Among the entries below, only the lines starting at the one with "self.last.set(reading);" and ending at the one with "pub struct AnimationFrames", both included, are to be printed exactly.
-*-*-
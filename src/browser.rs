//! Browser-backed implementations of the timer seams.
//!
//! Every API used here is optional at runtime. When something is missing the
//! adapter logs it and carries on without that feature.

use crate::clock::{Instant, MonotonicClock};
use crate::config::{
    ANNOUNCE_DELAY_MS, BEEP_ATTACK_SEC, BEEP_DECAY_SEC, BEEP_FREQUENCY_HZ, BEEP_PEAK_GAIN,
    BEEP_STOP_SEC, FINISHED_ANNOUNCEMENT, LIVE_REGION_ID, VIBRATION_PATTERN_MS,
};
use crate::preferences::SettingsStore;
use crate::render_loop::FrameScheduler;
use crate::sinks::AlertSink;
use gloo_timers::callback::Timeout;
use log::{debug, warn};
use std::cell::{Cell, RefCell};
use std::fmt;
use std::rc::Rc;
use wasm_bindgen::prelude::*;
use wasm_bindgen::JsCast;
use web_sys::{AudioContext, AudioScheduledSourceNode, OscillatorType, Performance, Storage, Window};

/// A browser capability that could not be used.
#[derive(Debug)]
pub enum EnvError {
    NoWindow,
    Unsupported(&'static str),
    Js { context: &'static str, message: String },
}

impl EnvError {
    fn js(context: &'static str) -> impl FnOnce(JsValue) -> EnvError {
        move |value| EnvError::Js {
            context,
            message: format!("{:?}", value),
        }
    }
}

impl fmt::Display for EnvError {
    fn fmt(&self, f: &mut fmt::Formatter<'_>) -> fmt::Result {
        match self {
            EnvError::NoWindow => write!(f, "no window object available"),
            EnvError::Unsupported(feature) => write!(f, "{} is not supported here", feature),
            EnvError::Js { context, message } => write!(f, "{} failed: {}", context, message),
        }
    }
}

impl std::error::Error for EnvError {}

fn window() -> Result<Window, EnvError> {
    web_sys::window().ok_or(EnvError::NoWindow)
}

/// `performance.now()`, falling back to `Date.now()` where there is no
/// Performance API. Readings are clamped so they never go backwards.
pub struct PerformanceClock {
    performance: Option<Performance>,
    last: Cell<Instant>,
}

impl PerformanceClock {
    pub fn new() -> Self {
        let performance = window().ok().and_then(|w| w.performance());
        if performance.is_none() {
            warn!("performance.now() unavailable, timing falls back to Date.now()");
        }
        Self {
            performance,
            last: Cell::new(Instant::ORIGIN),
        }
    }
}

impl Default for PerformanceClock {
    fn default() -> Self {
        Self::new()
    }
}

impl MonotonicClock for PerformanceClock {
    fn now(&self) -> Instant {
        let millis = match &self.performance {
            Some(performance) => performance.now(),
            None => js_sys::Date::now(),
        };
        let reading = Instant::from_millis_f64(millis).max(self.last.get());
        self.last.set(reading);
        reading
    }
}

/// `requestAnimationFrame` with one long-lived JS closure per scheduler.
///
/// The closure is never dropped while it runs; each request just parks the
/// callback in `slot` and the closure takes it out when the frame fires.
pub struct AnimationFrames {
    slot: Rc<RefCell<Option<Rc<dyn Fn()>>>>,
    closure: Closure<dyn FnMut()>,
}

impl AnimationFrames {
    pub fn new() -> Self {
        let slot: Rc<RefCell<Option<Rc<dyn Fn()>>>> = Rc::new(RefCell::new(None));
        let fired = Rc::clone(&slot);
        let closure = Closure::wrap(Box::new(move || {
            let callback = fired.borrow_mut().take();
            if let Some(callback) = callback {
                callback();
            }
        }) as Box<dyn FnMut()>);
        Self { slot, closure }
    }

    fn request(&self) -> Result<i32, EnvError> {
        window()?
            .request_animation_frame(self.closure.as_ref().unchecked_ref())
            .map_err(EnvError::js("requestAnimationFrame"))
    }
}

impl Default for AnimationFrames {
    fn default() -> Self {
        Self::new()
    }
}

impl FrameScheduler for AnimationFrames {
    type Handle = i32;

    fn request_frame(&self, callback: Rc<dyn Fn()>) -> Option<i32> {
        *self.slot.borrow_mut() = Some(callback);
        match self.request() {
            Ok(id) => Some(id),
            Err(e) => {
                warn!("{}", e);
                self.slot.borrow_mut().take();
                None
            }
        }
    }

    fn cancel_frame(&self, handle: i32) {
        let cancelled = window().and_then(|w| {
            w.cancel_animation_frame(handle)
                .map_err(EnvError::js("cancelAnimationFrame"))
        });
        if let Err(e) = cancelled {
            debug!("{}", e);
        }
        // Even if the browser still fires it, the frame finds nothing to run.
        self.slot.borrow_mut().take();
    }
}

/// `window.localStorage`. Reads and writes fail quietly (private mode, quota,
/// disabled storage).
pub struct LocalStorage {
    storage: Option<Storage>,
}

impl LocalStorage {
    pub fn new() -> Self {
        let storage = window().and_then(|w| {
            w.local_storage()
                .map_err(EnvError::js("localStorage"))?
                .ok_or(EnvError::Unsupported("localStorage"))
        });
        match storage {
            Ok(storage) => Self {
                storage: Some(storage),
            },
            Err(e) => {
                warn!("settings will not persist: {}", e);
                Self { storage: None }
            }
        }
    }
}

impl Default for LocalStorage {
    fn default() -> Self {
        Self::new()
    }
}

impl SettingsStore for LocalStorage {
    fn get(&self, key: &str) -> Option<String> {
        let storage = self.storage.as_ref()?;
        match storage.get_item(key) {
            Ok(value) => value,
            Err(e) => {
                debug!("reading {} failed: {:?}", key, e);
                None
            }
        }
    }

    fn set(&mut self, key: &str, value: &str) {
        if let Some(storage) = &self.storage {
            if let Err(e) = storage.set_item(key, value) {
                debug!("writing {} failed: {:?}", key, e);
            }
        }
    }
}

/// Completion feedback: screen-reader announcement, vibration and an optional beep.
pub struct BrowserAlert {
    beep_enabled: bool,
    audio: Option<AudioContext>,
}

impl BrowserAlert {
    pub fn new(beep_enabled: bool) -> Self {
        Self {
            beep_enabled,
            audio: None,
        }
    }

    pub fn beep_enabled(&self) -> bool {
        self.beep_enabled
    }

    pub fn set_beep_enabled(&mut self, enabled: bool) {
        self.beep_enabled = enabled;
    }

    /// Put `message` into the live region. It is cleared first and written a
    /// moment later so assistive technology reports repeats too.
    pub fn announce(&self, message: &'static str) -> Result<(), EnvError> {
        let live = window()?
            .document()
            .and_then(|d| d.get_element_by_id(LIVE_REGION_ID))
            .ok_or(EnvError::Unsupported("live region"))?;
        live.set_text_content(Some(""));
        Timeout::new(ANNOUNCE_DELAY_MS, move || {
            live.set_text_content(Some(message));
        })
        .forget();
        Ok(())
    }

    pub fn vibrate(&self) -> Result<(), EnvError> {
        let navigator = window()?.navigator();
        let supported = js_sys::Reflect::has(&navigator, &JsValue::from_str("vibrate"))
            .unwrap_or(false);
        if !supported {
            return Err(EnvError::Unsupported("vibration"));
        }
        let pattern: js_sys::Array = VIBRATION_PATTERN_MS
            .iter()
            .map(|&ms| JsValue::from(ms))
            .collect();
        navigator.vibrate_with_pattern(&pattern);
        Ok(())
    }

    /// Short 880 Hz sine with a quick attack and exponential decay.
    pub fn beep(&mut self) -> Result<(), EnvError> {
        if self.audio.is_none() {
            self.audio = Some(AudioContext::new().map_err(EnvError::js("AudioContext"))?);
        }
        let ctx = match &self.audio {
            Some(ctx) => ctx,
            None => return Err(EnvError::Unsupported("Web Audio")),
        };

        let oscillator = ctx
            .create_oscillator()
            .map_err(EnvError::js("createOscillator"))?;
        let gain = ctx.create_gain().map_err(EnvError::js("createGain"))?;
        oscillator.set_type(OscillatorType::Sine);
        oscillator.frequency().set_value(BEEP_FREQUENCY_HZ);
        // Start quiet to avoid a pop.
        gain.gain().set_value(0.001);
        oscillator
            .connect_with_audio_node(&gain)
            .map_err(EnvError::js("connect oscillator"))?;
        gain.connect_with_audio_node(&ctx.destination())
            .map_err(EnvError::js("connect gain"))?;

        let now = ctx.current_time();
        gain.gain()
            .exponential_ramp_to_value_at_time(BEEP_PEAK_GAIN, now + BEEP_ATTACK_SEC)
            .map_err(EnvError::js("gain attack"))?;
        let source: &AudioScheduledSourceNode = oscillator.as_ref();
        source
            .start_with_when(now)
            .map_err(EnvError::js("oscillator start"))?;
        gain.gain()
            .exponential_ramp_to_value_at_time(0.0001, now + BEEP_DECAY_SEC)
            .map_err(EnvError::js("gain decay"))?;
        source
            .stop_with_when(now + BEEP_STOP_SEC)
            .map_err(EnvError::js("oscillator stop"))?;
        Ok(())
    }
}

impl AlertSink for BrowserAlert {
    fn signal_completion(&mut self) {
        if let Err(e) = self.announce(FINISHED_ANNOUNCEMENT) {
            debug!("announcement skipped: {}", e);
        }
        if let Err(e) = self.vibrate() {
            debug!("vibration skipped: {}", e);
        }
        if self.beep_enabled {
            if let Err(e) = self.beep() {
                debug!("beep skipped: {}", e);
            }
        }
    }
}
-*-*-
§ YOUR SOLUTION
        self.last.set(reading);
        reading
    }
}

/// `requestAnimationFrame` with one long-lived JS closure per scheduler.
///
/// The closure is never dropped while it runs; each request just parks the
/// callback in `slot` and the closure takes it out when the frame fires.
pub struct AnimationFrames {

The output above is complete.